EXERCISE GOAL>
Look through the records below for the line with "and oversized files" and the line with "Canonical root-relative path", then return those lines and all lines between, exactly.
***** THE RECORDS
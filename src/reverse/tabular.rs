use super::{CodeBlock, ParsedDocument};
use crate::config::PathStyle;
use crate::error::{ParseWarning, Result};
use crate::language::detect_language_for_path;
use crate::paths::PathFormatter;
use crate::walker::{BINARY_LANGUAGE, BINARY_PLACEHOLDER};
use std::io::Read;
use std::path::Path;

/// Column positions of a tabular artifact
#[derive(Debug, Clone, Copy, PartialEq, Eq)]
struct Columns {
    path: usize,
    metrics: Option<usize>,
    code: usize,
}

impl Columns {
    const POSITIONAL: Columns = Columns {
        path: 0,
        metrics: Some(1),
        code: 2,
    };

    /// Columns named in a header row, or `None` if the row is data
    fn from_header(row: &csv::StringRecord) -> Option<Self> {
        let find = |name: &str| row.iter().position(|h| h.trim().eq_ignore_ascii_case(name));
        let path = find("path")?;
        let code = find("code").unwrap_or(Self::POSITIONAL.code);
        Some(Columns {
            path,
            metrics: find("metrics"),
            code,
        })
    }
}

/// Reads `Path, Metrics, Code` rows back into code blocks.
///
/// A first row naming a `Path` column is taken as the header; otherwise
/// columns are positional and the first row is data.
pub struct TabularReader {
    style: PathStyle,
}

impl TabularReader {
    pub fn new(style: PathStyle) -> Self {
        Self { style }
    }

    pub fn read<R: Read>(&self, input: R) -> Result<ParsedDocument> {
        let mut reader = csv::ReaderBuilder::new()
            .has_headers(false)
            .flexible(true)
            .from_reader(input);

        let mut doc = ParsedDocument::default();
        let mut layout = None;

        for (index, result) in reader.records().enumerate() {
            let row_no = index + 1;
            let row = match result {
                Ok(row) => row,
                Err(e) if e.is_io_error() => return Err(e.into()),
                Err(e) => {
                    doc.warnings.push(ParseWarning::MalformedRow {
                        row: row_no,
                        reason: e.to_string(),
                    });
                    continue;
                }
            };

            let columns = match layout {
                Some(columns) => columns,
                None => {
                    let header = Columns::from_header(&row);
                    let columns = header.unwrap_or(Columns::POSITIONAL);
                    layout = Some(columns);
                    if header.is_some() {
                        continue;
                    }
                    columns
                }
            };

            match self.block_from_row(&row, columns) {
                Ok(block) => doc.blocks.push(block),
                Err(reason) => doc.warnings.push(ParseWarning::MalformedRow {
                    row: row_no,
                    reason,
                }),
            }
        }

        for warning in &doc.warnings {
            tracing::warn!("{}", warning);
        }

        Ok(doc)
    }

    fn block_from_row(
        &self,
        row: &csv::StringRecord,
        columns: Columns,
    ) -> std::result::Result<CodeBlock, String> {
        let path = row
            .get(columns.path)
            .map(str::trim)
            .filter(|p| !p.is_empty())
            .ok_or_else(|| "missing path".to_string())?;

        let content = row
            .get(columns.code)
            .ok_or_else(|| format!("missing code column for '{}'", path))?;

        // The metrics column is only consulted to recognise binary placeholders
        let is_placeholder = content == BINARY_PLACEHOLDER
            && columns
                .metrics
                .and_then(|i| row.get(i))
                .is_some_and(|m| m.trim_end().ends_with("binary"));

        let language = if is_placeholder {
            BINARY_LANGUAGE
        } else {
            let normalized = PathFormatter::normalize_header_path(path, self.style);
            detect_language_for_path(Path::new(&normalized))
        };

        Ok(CodeBlock {
            path: path.to_string(),
            language: language.to_string(),
            content: content.to_string(),
            style: self.style,
            update_class: None,
        })
    }
}
//! In-memory record of one walked file

use crate::analysis::FileMetrics;
use crate::config::SizeUnit;
use serde::Serialize;

/// Content stand-in for binary and oversized files
pub const BINARY_PLACEHOLDER: &str = "<binary file omitted>";

/// Fence language used for placeholder blocks
pub const BINARY_LANGUAGE: &str = "binary";

/// One walked file, built once and only read afterwards
#[derive(Debug, Clone, PartialEq, Serialize)]
pub struct FileRecord {
    /// Canonical root-relative path (`src/app.py`)
    pub path: String,
    /// Path rendered in the configured style
    pub display_path: String,
    pub language: &'static str,
    pub metrics: FileMetrics,
    /// Full text, or [`BINARY_PLACEHOLDER`]
    pub content: String,
    pub is_binary: bool,
}

impl FileRecord {
    /// Language tag for the record's fenced block
    pub fn fence_language(&self) -> &'static str {
        if self.is_binary {
            BINARY_LANGUAGE
        } else {
            self.language
        }
    }

    pub fn metrics_string(&self, unit: SizeUnit) -> String {
        self.metrics.render(unit)
    }
}
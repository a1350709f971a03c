//! Run boundary: one extractor per export or reconstruction
//!
//! An [`Extractor`] is built from an input path, an output path and an
//! optional settings file. Settings are loaded once at construction and
//! shared read-only for the run. `run()` executes synchronously on the
//! calling thread; `stop()` (or a [`StopHandle`] moved to another thread)
//! asks it to finish early.

use crate::config::Settings;
use crate::error::{NotFoundError, Result, TreeDocError, WriteError};
use crate::export::{DocumentExporter, TabularExporter, artifact_file_name};
use crate::notifier::Notifier;
use crate::reverse::{CodeBlockParser, FileTreeReconstructor, ParsedDocument, TabularReader};
use crate::types::{ExtractionKind, RunReport};
use crate::walker::TreeWalker;
use std::fs::{self, File};
use std::io::{BufWriter, Write};
use std::path::{Path, PathBuf};
use std::sync::Arc;
use std::sync::atomic::{AtomicBool, Ordering};
use std::time::Instant;

/// Cloneable handle that stops a running extractor
#[derive(Debug, Clone)]
pub struct StopHandle(Arc<AtomicBool>);

impl StopHandle {
    pub fn stop(&self) {
        self.0.store(true, Ordering::SeqCst);
    }
}

#[derive(Debug)]
pub struct Extractor {
    kind: ExtractionKind,
    input: PathBuf,
    output: PathBuf,
    settings: Arc<Settings>,
    notifier: Notifier,
    cancelled: Arc<AtomicBool>,
}

impl Extractor {
    /// Load settings and check the input, failing before any output exists.
    ///
    /// Without an explicit `output`, the configured `paths.output_dir` is
    /// used, then the input directory (forward) or the artifact's directory
    /// (reverse).
    pub fn new(
        kind: ExtractionKind,
        input: impl AsRef<Path>,
        output: Option<&Path>,
        settings_path: Option<&Path>,
        notifier: Notifier,
    ) -> Result<Self> {
        let settings = Settings::load(settings_path)?;
        Self::with_settings(kind, input, output, settings, notifier)
    }

    /// Build from an already loaded settings value
    pub fn with_settings(
        kind: ExtractionKind,
        input: impl AsRef<Path>,
        output: Option<&Path>,
        settings: Settings,
        notifier: Notifier,
    ) -> Result<Self> {
        settings.validate()?;
        let input = input.as_ref().to_path_buf();
        check_input(kind, &input)?;

        let output = output
            .map(Path::to_path_buf)
            .or_else(|| settings.output_dir())
            .unwrap_or_else(|| default_output(kind, &input));

        tracing::info!(
            "Prepared {} extraction: {:?} -> {:?}",
            kind,
            input,
            output
        );

        Ok(Self {
            kind,
            input,
            output,
            settings: Arc::new(settings),
            notifier,
            cancelled: Arc::new(AtomicBool::new(false)),
        })
    }

    pub fn kind(&self) -> ExtractionKind {
        self.kind
    }

    pub fn output(&self) -> &Path {
        &self.output
    }

    pub fn settings(&self) -> &Settings {
        &self.settings
    }

    /// Request the run to stop. Before `run()`, the run does nothing at all.
    pub fn stop(&self) {
        tracing::info!("Stop requested for {} extraction", self.kind);
        self.cancelled.store(true, Ordering::SeqCst);
    }

    pub fn stop_handle(&self) -> StopHandle {
        StopHandle(Arc::clone(&self.cancelled))
    }

    fn is_cancelled(&self) -> bool {
        self.cancelled.load(Ordering::SeqCst)
    }

    /// Execute the extraction
    pub fn run(&self) -> Result<RunReport> {
        let start = Instant::now();

        if self.is_cancelled() {
            tracing::info!("{} extraction stopped before it started", self.kind);
            return Ok(RunReport::cancelled(self.kind));
        }

        self.notifier.reset();
        self.notifier.progress(0);
        self.notifier.status(&format!("Starting {} extraction", self.kind));

        let mut report = if self.kind.is_reverse() {
            self.run_reverse()?
        } else {
            self.run_forward()?
        };
        report.duration_ms = start.elapsed().as_millis() as u64;

        if report.cancelled {
            self.notifier.status("Stopped");
        } else {
            self.notifier.progress(100);
            self.notifier.status("Completed");
        }

        tracing::info!(
            "{} extraction finished in {}ms: {} records, {} failures",
            self.kind,
            report.duration_ms,
            report.records,
            report.failures.len()
        );
        Ok(report)
    }

    fn run_forward(&self) -> Result<RunReport> {
        let mut walker = TreeWalker::new(&self.input, Arc::clone(&self.settings))?
            .with_cancellation_flag(Arc::clone(&self.cancelled));
        match nested_output(&self.input, &self.output) {
            Some(inside) if inside == self.input => {
                tracing::debug!("Excluding earlier artifacts in {:?} from the walk", inside);
                walker = walker.with_excluded_artifacts(inside);
            }
            Some(inside) => {
                tracing::debug!("Excluding output directory {:?} from the walk", inside);
                walker = walker.with_excluded(inside);
            }
            None => {}
        }

        let outcome = walker.walk(&self.notifier)?;

        let mut report = RunReport::new(self.kind);
        report.records = outcome.records.len();
        report.skipped = outcome.skipped;
        report.failures = outcome.failures;
        if outcome.cancelled {
            report.cancelled = true;
            return Ok(report);
        }

        fs::create_dir_all(&self.output).map_err(|e| WriteError::CreateDirFailed {
            path: self.output.display().to_string(),
            reason: e.to_string(),
        })?;

        let generated = chrono::Local::now().naive_local();
        let (prefix, extension) = match self.kind {
            ExtractionKind::Markdown => (&self.settings.output.markdown_file_prefix, "md"),
            _ => (&self.settings.output.csv_file_prefix, "csv"),
        };
        let artifact = self.output.join(artifact_file_name(prefix, extension, generated));

        let unit = self.settings.metrics.size_unit;
        match self.kind {
            ExtractionKind::Markdown => {
                let document =
                    DocumentExporter::new(project_title(&self.input), unit).render(&outcome.records, generated);
                fs::write(&artifact, document).map_err(|e| artifact_failed(&artifact, e))?;
            }
            _ => {
                let file = File::create(&artifact).map_err(|e| artifact_failed(&artifact, e))?;
                let mut out = BufWriter::new(file);
                TabularExporter::new(unit).write(&outcome.records, &mut out)?;
                out.flush().map_err(|e| artifact_failed(&artifact, e))?;
            }
        }

        tracing::info!("Wrote {} records to {:?}", report.records, artifact);
        report.artifact = Some(artifact.display().to_string());
        Ok(report)
    }

    fn run_reverse(&self) -> Result<RunReport> {
        let style = self.settings.paths.path_style;
        let parsed: ParsedDocument = match self.kind {
            ExtractionKind::ReverseMarkdown => {
                let text = fs::read_to_string(&self.input)?;
                CodeBlockParser::new(style).parse(&text)
            }
            _ => TabularReader::new(style).read(File::open(&self.input)?)?,
        };

        tracing::info!(
            "Read {} blocks from {:?} ({} warnings)",
            parsed.blocks.len(),
            self.input,
            parsed.warnings.len()
        );

        let outcome = FileTreeReconstructor::new(&self.output)
            .with_cancellation_flag(Arc::clone(&self.cancelled))
            .reconstruct(&parsed.blocks, &self.notifier);

        let mut report = RunReport::new(self.kind);
        report.records = parsed.blocks.len();
        report.warnings = parsed.warnings.iter().map(ToString::to_string).collect();
        report.written = outcome.written;
        report.patched = outcome.patched;
        report.skipped = outcome.skipped;
        report.failures = outcome.failures;
        report.cancelled = outcome.cancelled;
        Ok(report)
    }
}

fn check_input(kind: ExtractionKind, input: &Path) -> Result<()> {
    let shown = input.display().to_string();
    if kind.is_reverse() {
        if !input.is_file() {
            return Err(NotFoundError::InputArtifact(shown).into());
        }
    } else if !input.exists() {
        return Err(NotFoundError::BaseDirectory(shown).into());
    } else if !input.is_dir() {
        return Err(NotFoundError::NotADirectory(shown).into());
    }
    Ok(())
}

fn default_output(kind: ExtractionKind, input: &Path) -> PathBuf {
    if kind.is_reverse() {
        input
            .parent()
            .filter(|p| !p.as_os_str().is_empty())
            .map_or_else(|| PathBuf::from("."), Path::to_path_buf)
    } else {
        input.to_path_buf()
    }
}

/// `output` expressed under `base` when it lies inside it; `base` itself when equal
fn nested_output(base: &Path, output: &Path) -> Option<PathBuf> {
    let base_abs = absolute(base);
    let output_abs = absolute(output);
    let relative = output_abs.strip_prefix(&base_abs).ok()?;
    if relative.as_os_str().is_empty() {
        return Some(base.to_path_buf());
    }
    Some(base.join(relative))
}

fn absolute(path: &Path) -> PathBuf {
    fs::canonicalize(path)
        .or_else(|_| std::path::absolute(path))
        .unwrap_or_else(|_| path.to_path_buf())
}

fn project_title(input: &Path) -> String {
    absolute(input)
        .file_name()
        .map(|n| n.to_string_lossy().to_string())
        .unwrap_or_else(|| "project".to_string())
}

fn artifact_failed(path: &Path, e: std::io::Error) -> TreeDocError {
    WriteError::WriteFailed {
        path: path.display().to_string(),
        reason: e.to_string(),
    }
    .into()
}

/// Export `input` to a markdown document under `output`
pub fn markdown_extraction(
    input: impl AsRef<Path>,
    output: impl AsRef<Path>,
    settings_path: Option<&Path>,
) -> Result<RunReport> {
    Extractor::new(
        ExtractionKind::Markdown,
        input,
        Some(output.as_ref()),
        settings_path,
        Notifier::new(),
    )?
    .run()
}

/// Export `input` to a CSV dataset under `output`
pub fn csv_extraction(
    input: impl AsRef<Path>,
    output: impl AsRef<Path>,
    settings_path: Option<&Path>,
) -> Result<RunReport> {
    Extractor::new(
        ExtractionKind::Csv,
        input,
        Some(output.as_ref()),
        settings_path,
        Notifier::new(),
    )?
    .run()
}

/// Rebuild the files described by a markdown document under `output`
pub fn reverse_markdown_extraction(
    input: impl AsRef<Path>,
    output: impl AsRef<Path>,
    settings_path: Option<&Path>,
) -> Result<RunReport> {
    Extractor::new(
        ExtractionKind::ReverseMarkdown,
        input,
        Some(output.as_ref()),
        settings_path,
        Notifier::new(),
    )?
    .run()
}

/// Rebuild the files described by a CSV dataset under `output`
pub fn reverse_csv_extraction(
    input: impl AsRef<Path>,
    output: impl AsRef<Path>,
    settings_path: Option<&Path>,
) -> Result<RunReport> {
    Extractor::new(
        ExtractionKind::ReverseCsv,
        input,
        Some(output.as_ref()),
        settings_path,
        Notifier::new(),
    )?
    .run()
}
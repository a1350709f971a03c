/// Leading bytes inspected for NUL
pub const SAMPLE_SIZE: usize = 8192;

/// File content after classification
#[derive(Debug, Clone, PartialEq, Eq)]
pub enum Classified {
    Text(String),
    Binary,
}

/// Binary/text classification of raw file bytes
pub struct BinaryDetector;

impl BinaryDetector {
    /// Binary if the leading sample holds a NUL byte or the bytes are not
    /// UTF-8. Text reuses the buffer.
    pub fn classify(bytes: Vec<u8>) -> Classified {
        let sample = &bytes[..bytes.len().min(SAMPLE_SIZE)];
        if sample.contains(&0) {
            return Classified::Binary;
        }

        match String::from_utf8(bytes) {
            Ok(text) => Classified::Text(text),
            Err(_) => Classified::Binary,
        }
    }
}

#[cfg(test)]
mod tests {
    use super::*;

    #[test]
    fn test_control_bytes_are_binary() {
        assert_eq!(BinaryDetector::classify(b"\x00\x01\x02\x03".to_vec()), Classified::Binary);
    }

    #[test]
    fn test_invalid_utf8_is_binary() {
        assert_eq!(BinaryDetector::classify(vec![0xff, 0xfe, 0x41]), Classified::Binary);
        assert_eq!(BinaryDetector::classify(vec![0xc3, 0x28]), Classified::Binary);
    }

    #[test]
    fn test_text_is_not_binary() {
        assert_eq!(BinaryDetector::classify(Vec::new()), Classified::Text(String::new()));
        assert_eq!(
            BinaryDetector::classify("åäö\n".as_bytes().to_vec()),
            Classified::Text("åäö\n".to_string())
        );
    }

    #[test]
    fn test_nul_after_sample_is_caught_by_decode_only() {
        let mut bytes = vec![b'a'; SAMPLE_SIZE];
        bytes.push(0);
        // NUL is valid UTF-8, so content past the sample stays text
        assert!(matches!(BinaryDetector::classify(bytes), Classified::Text(_)));
    }
}
//! Progress and status notification for a run
//!
//! Subscribers are handed over when the notifier is built. Both are optional;
//! an unsubscribed channel is a no-op.

use std::fmt;
use std::sync::atomic::{AtomicI16, Ordering};

pub type ProgressFn = Box<dyn Fn(u8) + Send + Sync>;
pub type StatusFn = Box<dyn Fn(&str) + Send + Sync>;

/// One-way progress (0-100, never decreasing) and status channels
pub struct Notifier {
    on_progress: Option<ProgressFn>,
    on_status: Option<StatusFn>,
    /// Last emitted progress, -1 before the first emission
    last_progress: AtomicI16,
}

impl Default for Notifier {
    fn default() -> Self {
        Self {
            on_progress: None,
            on_status: None,
            last_progress: AtomicI16::new(-1),
        }
    }
}

impl fmt::Debug for Notifier {
    fn fmt(&self, f: &mut fmt::Formatter<'_>) -> fmt::Result {
        f.debug_struct("Notifier")
            .field("on_progress", &self.on_progress.is_some())
            .field("on_status", &self.on_status.is_some())
            .field("last_progress", &self.last_progress.load(Ordering::Relaxed))
            .finish()
    }
}

impl Notifier {
    /// Notifier with no subscribers
    pub fn new() -> Self {
        Self::default()
    }

    pub fn on_progress(mut self, subscriber: impl Fn(u8) + Send + Sync + 'static) -> Self {
        self.on_progress = Some(Box::new(subscriber));
        self
    }

    pub fn on_status(mut self, subscriber: impl Fn(&str) + Send + Sync + 'static) -> Self {
        self.on_status = Some(Box::new(subscriber));
        self
    }

    /// Emit a progress value. Values above 100 are clamped and values lower
    /// than the last emitted one are dropped.
    pub fn progress(&self, value: u8) {
        let value = i16::from(value.min(100));
        let previous = self.last_progress.fetch_max(value, Ordering::SeqCst);
        if value <= previous {
            return;
        }

        if let Some(subscriber) = &self.on_progress {
            subscriber(value as u8);
        }
    }

    /// Emit `done / total` as a percentage
    pub fn progress_of(&self, done: usize, total: usize) {
        if total == 0 {
            return;
        }
        let percent = (done.min(total) * 100) / total;
        self.progress(percent as u8);
    }

    pub fn status(&self, message: &str) {
        if let Some(subscriber) = &self.on_status {
            subscriber(message);
        }
    }

    /// Forget the last emitted value so a new run starts from 0 again
    pub fn reset(&self) {
        self.last_progress.store(-1, Ordering::SeqCst);
    }
}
**********
RESULT FOR THIS TASK>
/// Content stand-in for binary and oversized files
pub const BINARY_PLACEHOLDER: &str = "<binary file omitted>";

/// Fence language used for placeholder blocks
pub const BINARY_LANGUAGE: &str = "binary";

/// One walked file, built once and only read afterwards
#[derive(Debug, Clone, PartialEq, Serialize)]
pub struct FileRecord {
    /// Canonical root-relative path (`src/app.py`)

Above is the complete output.